Welcome to my Programming Blog!

Hello everyone,

Welcome to my programming tips blog.

My name is Miki and I am a software developer , programmer and engineer from Israel. It is 2010 now and I'm aged 31 years old right now, I have no diploma in computer science (although I did start my studies but quit in the middle, simply because i got a realy good job offer) but I do my work professionally and flawlessly.

Would like to give a little background about my programming experience now, so you should who I am and where I got from.

I had my first computer back in 1986, when I was just 8 years old - It was a Sinclair ZX-Spectrum that was connected to the home TV screen and used Cassette Tape to save its code !!!

In the beginning I started just by playing games in it, as a kid, but at some point I got curious and wanted to start and develop my own games, so thats when I actually started my first touches in programming using the Sinclair's BASIC language back when I was just 8 years old.

I got my first "official" computer when I was 10 years old as a birthday gift from my father in November 1988. This computer was IBM XT running 8086 CPU with 10Mhz speed, No HDD, and with a CGA display screen, and "just" 256KB of RAM. You have guessed it right - its a realy damn slow computer, compared to what it is today, but it was way more powerful than the Sinclair one I had. With this computer I started to write more complex programs in BASIC. At some point I realized that basic was a limited language, and that if i wanted to create computer games i needed operations like screen scrolling and FAST graphics rendering to be done, that was when I moved to Pascal. Pascal was a much faster language, and I have spent most of my youth ages 10-17 writing programs in Pascal (mostly) and in C (very few).

Pascal was still a limited language and in order to create realy fast calculations I eventually discovered that i'll need to learn how to embed "Assembly" code in my Pascal programs, so I then learned Assembly and discovered its such a simple yet powerful language, that I even wrote WHOLE programs from start to scratch in assembly. It was fun !!

So what kind of programs did i write from ages 8-17 , in BASIC, PASCAL and ASSEMBLY?
Many kinds of different programs: from simple drawing programs, to calculation programs, and then to encoding programs, compression programs, advanced sounds & graphics programs (big thanks to SWAG library for many of the knowledge!!), at some point I even started to create BIG projects such as: a complete audio editing software, graphics editing software, and eventually I even wrote a networking server (!!!) - a BBS software, written purely in Pascal, that was used to serve files to multiple users.

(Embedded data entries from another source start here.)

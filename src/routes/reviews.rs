use axum::{
    Json, Router,
    extract::{Path, State},
    http::StatusCode,
    routing::{get, patch, post},
};
use uuid::Uuid;

use crate::{
    dto::reviews::{
        PendingReviewList, ProductRating, ResolveReviewRequest, ReviewList, SavePendingRequest,
        SavePendingResponse, SubmitReviewRequest,
    },
    error::AppResult,
    models::{PendingReview, Review},
    response::{ApiResponse, Meta},
    services::review_service,
    state::AppState,
};

pub fn router() -> Router<AppState> {
    Router::new()
        .route("/save-pending", post(save_pending))
        .route("/submit/{review_id}", patch(resolve_pending))
        .route("/submit", post(submit_direct))
        .route("/pending/{user_id}", get(list_pending))
        .route("/product/{product_id}", get(product_rating))
        .route("/product/{product_id}/reviews", get(product_reviews))
}

#[utoipa::path(
    post,
    path = "/api/rating-review/save-pending",
    request_body = SavePendingRequest,
    responses(
        (status = 200, description = "Pending reviews seeded", body = ApiResponse<SavePendingResponse>)
    ),
    tag = "Reviews"
)]
pub async fn save_pending(
    State(state): State<AppState>,
    Json(payload): Json<SavePendingRequest>,
) -> AppResult<Json<ApiResponse<SavePendingResponse>>> {
    let count = review_service::save_pending(
        &state.pool,
        payload.user_id,
        &payload.order_id,
        &payload.cart_items,
    )
    .await?;

    Ok(Json(ApiResponse::success(
        "Pending reviews saved",
        SavePendingResponse { count },
        Some(Meta::empty()),
    )))
}

#[utoipa::path(
    patch,
    path = "/api/rating-review/submit/{review_id}",
    params(
        ("review_id" = Uuid, Path, description = "Pending review ID")
    ),
    request_body = ResolveReviewRequest,
    responses(
        (status = 200, description = "Pending review resolved", body = ApiResponse<PendingReview>),
        (status = 400, description = "Already resolved, duplicate review or bad rating"),
        (status = 404, description = "Not Found"),
    ),
    tag = "Reviews"
)]
pub async fn resolve_pending(
    State(state): State<AppState>,
    Path(review_id): Path<Uuid>,
    Json(payload): Json<ResolveReviewRequest>,
) -> AppResult<Json<ApiResponse<PendingReview>>> {
    let resolved = review_service::resolve_pending(&state.pool, review_id, payload).await?;
    Ok(Json(ApiResponse::success(
        "Review resolved",
        resolved,
        Some(Meta::empty()),
    )))
}

#[utoipa::path(
    post,
    path = "/api/rating-review/submit",
    request_body = SubmitReviewRequest,
    responses(
        (status = 201, description = "Review submitted", body = ApiResponse<Review>),
        (status = 400, description = "Duplicate review or bad rating"),
    ),
    tag = "Reviews"
)]
pub async fn submit_direct(
    State(state): State<AppState>,
    Json(payload): Json<SubmitReviewRequest>,
) -> AppResult<(StatusCode, Json<ApiResponse<Review>>)> {
    let review = review_service::submit_direct(&state.pool, payload).await?;
    Ok((
        StatusCode::CREATED,
        Json(ApiResponse::success(
            "Review submitted successfully",
            review,
            Some(Meta::empty()),
        )),
    ))
}

#[utoipa::path(
    get,
    path = "/api/rating-review/pending/{user_id}",
    params(
        ("user_id" = Uuid, Path, description = "User ID")
    ),
    responses(
        (status = 200, description = "Unresolved pending reviews", body = ApiResponse<PendingReviewList>)
    ),
    tag = "Reviews"
)]
pub async fn list_pending(
    State(state): State<AppState>,
    Path(user_id): Path<Uuid>,
) -> AppResult<Json<ApiResponse<PendingReviewList>>> {
    let items = review_service::list_pending_for_user(&state.pool, user_id).await?;
    Ok(Json(ApiResponse::success(
        "OK",
        PendingReviewList { items },
        Some(Meta::empty()),
    )))
}

#[utoipa::path(
    get,
    path = "/api/rating-review/product/{product_id}",
    params(
        ("product_id" = Uuid, Path, description = "Product ID")
    ),
    responses(
        (status = 200, description = "Average rating and review count", body = ApiResponse<ProductRating>)
    ),
    tag = "Reviews"
)]
pub async fn product_rating(
    State(state): State<AppState>,
    Path(product_id): Path<Uuid>,
) -> AppResult<Json<ApiResponse<ProductRating>>> {
    let rating = review_service::product_rating(&state.pool, product_id).await?;
    Ok(Json(ApiResponse::success("OK", rating, None)))
}

#[utoipa::path(
    get,
    path = "/api/rating-review/product/{product_id}/reviews",
    params(
        ("product_id" = Uuid, Path, description = "Product ID")
    ),
    responses(
        (status = 200, description = "All reviews for a product", body = ApiResponse<ReviewList>)
    ),
    tag = "Reviews"
)]
pub async fn product_reviews(
    State(state): State<AppState>,
    Path(product_id): Path<Uuid>,
) -> AppResult<Json<ApiResponse<ReviewList>>> {
    let (reviews, average_rating) = review_service::product_reviews(&state.pool, product_id).await?;
    Ok(Json(ApiResponse::success(
        "OK",
        ReviewList {
            reviews,
            average_rating,
        },
        None,
    )))
}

In terms of programming "touch", I can say i have it.
I didn't learn how to program the way they teach in the university today - filled with unuseful math, complex recursion tasks, and alot of realy UNUSEFUL technology being taught. My entire programming skills were learnt by REAL LIFE PRACTICE - in building hundreds upon hunders of programs in different languages.

Every big "project" or computer program is eventually made out of smal "chunk" procedures, or "sub-programs". So it actually came to the point, that after having learnt how to program to many hundreds of "small programs", I could KNOW exactly, intuitively, ALL THE "SMALL PROGRAMS" i'll need to use in order to create ANY BIG project !

In this blog, Im looking forward to share my insights on programming as well as to give tips on anything I can include: from networking and writing server-clients (which is where most of my work these days is done) all the way to algorithms, optimizations, operating systems and more that i can include.

I hope this blog will give you a different kind of view on programming, and that you will find useful answers here that can help you.

You are more then welcome to leave your comments and feedback on every post im going to bring in here and if you have any questions feel free to ask them and i'll do my best to answer them if i have the time for it !

Thank you for reading all of this,
Im more than even sure you WILL find this blog useful and more than even glad you found this.